To distribute the videos, the researchers partnered with local video halls (or bibanda) to add them to screenings of Hollywood movies, specifically Pirates of the Caribbean, Creed, Furious 7, Spy, Slumdog Millionaire, and Oz: The Great and Powerful. The video halls showing the messages were selected randomly, and then attendees who saw screenings with and without the anti-domestic violence message were surveyed and compared.

The first findings the researchers report are negative. Attitudes toward violence against women didn’t appear to change for either men or women, in the short term (a few months later) or medium term (nearly a year later). People’s answers to questions like “In your opinion, does a man have good reason to hit his wife if she disobeys him?” or “Do you agree that the father, not the mother, should have the final say in the household? did not change.

But the rate at which women were subject to violence, it appears, did change. “We estimate the probability that women in a household experienced violence over a six-month period following our films decreased by at least five percentage points, effectively preventing violence in hundreds of households,” the authors write. Given that 20 percent of women in the control group reported being victims of violence, the videos cut the share of women victimized by a quarter.

This effect appeared to be driven by a greater willingness and determination on the part of women to report violent incidents. Women in the treatment group were substantially less likely to say they’d “face social sanctions” for reporting domestic violence, and substantially more likely to say they’d be willing to report domestic violence to their parents, a counselor, or the police.

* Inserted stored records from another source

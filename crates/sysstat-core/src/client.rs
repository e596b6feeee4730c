//! Client identity.

use serde::{Deserialize, Serialize};
use std::fmt;

/// Transport identity of a connected peer.
///
/// Assigned by the daemon during the connection handshake and used as the
/// key for subscriber sets and client sessions.
#[derive(Debug, Clone, PartialEq, Eq, PartialOrd, Ord, Hash, Default, Serialize, Deserialize)]
#[serde(transparent)]
pub struct ClientId(String);

impl ClientId {
    pub fn new(id: impl Into<String>) -> Self {
        Self(id.into())
    }

    /// Returns the underlying string reference.
    pub fn as_str(&self) -> &str {
        &self.0
    }
}

impl fmt::Display for ClientId {
    fn fmt(&self, f: &mut fmt::Formatter<'_>) -> fmt::Result {
        write!(f, "{}", self.0)
    }
}

impl From<String> for ClientId {
    fn from(s: String) -> Self {
        Self(s)
    }
}

impl From<&str> for ClientId {
    fn from(s: &str) -> Self {
        Self(s.to_string())
    }
}

impl AsRef<str> for ClientId {
    fn as_ref(&self) -> &str {
        &self.0
    }
}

This isn’t the only successful intervention against domestic violence targeting women that development researchers have identified. Cash transfers appear to reduce reports of intimate partner violence, at least for as long as the transfers last. Offering a nutrition program with home visits, costing only $50 per year per person, cut physical violence by 26 percent in one Bangladeshi study.

And it’s hard to know just how scalable the approach here is. Similar approaches in different regions with different cultural attitudes and modes of media consumption might prove less effective.

But a growing body of research is finding that TV shows and other video content, from Sesame Street to 16 & Pregnant to a Rwandan radio soap opera can generate widespread social changes. In that context, the Ugandan findings feel less like an aberration and more like a confirmation that the stuff we watch really, really matters.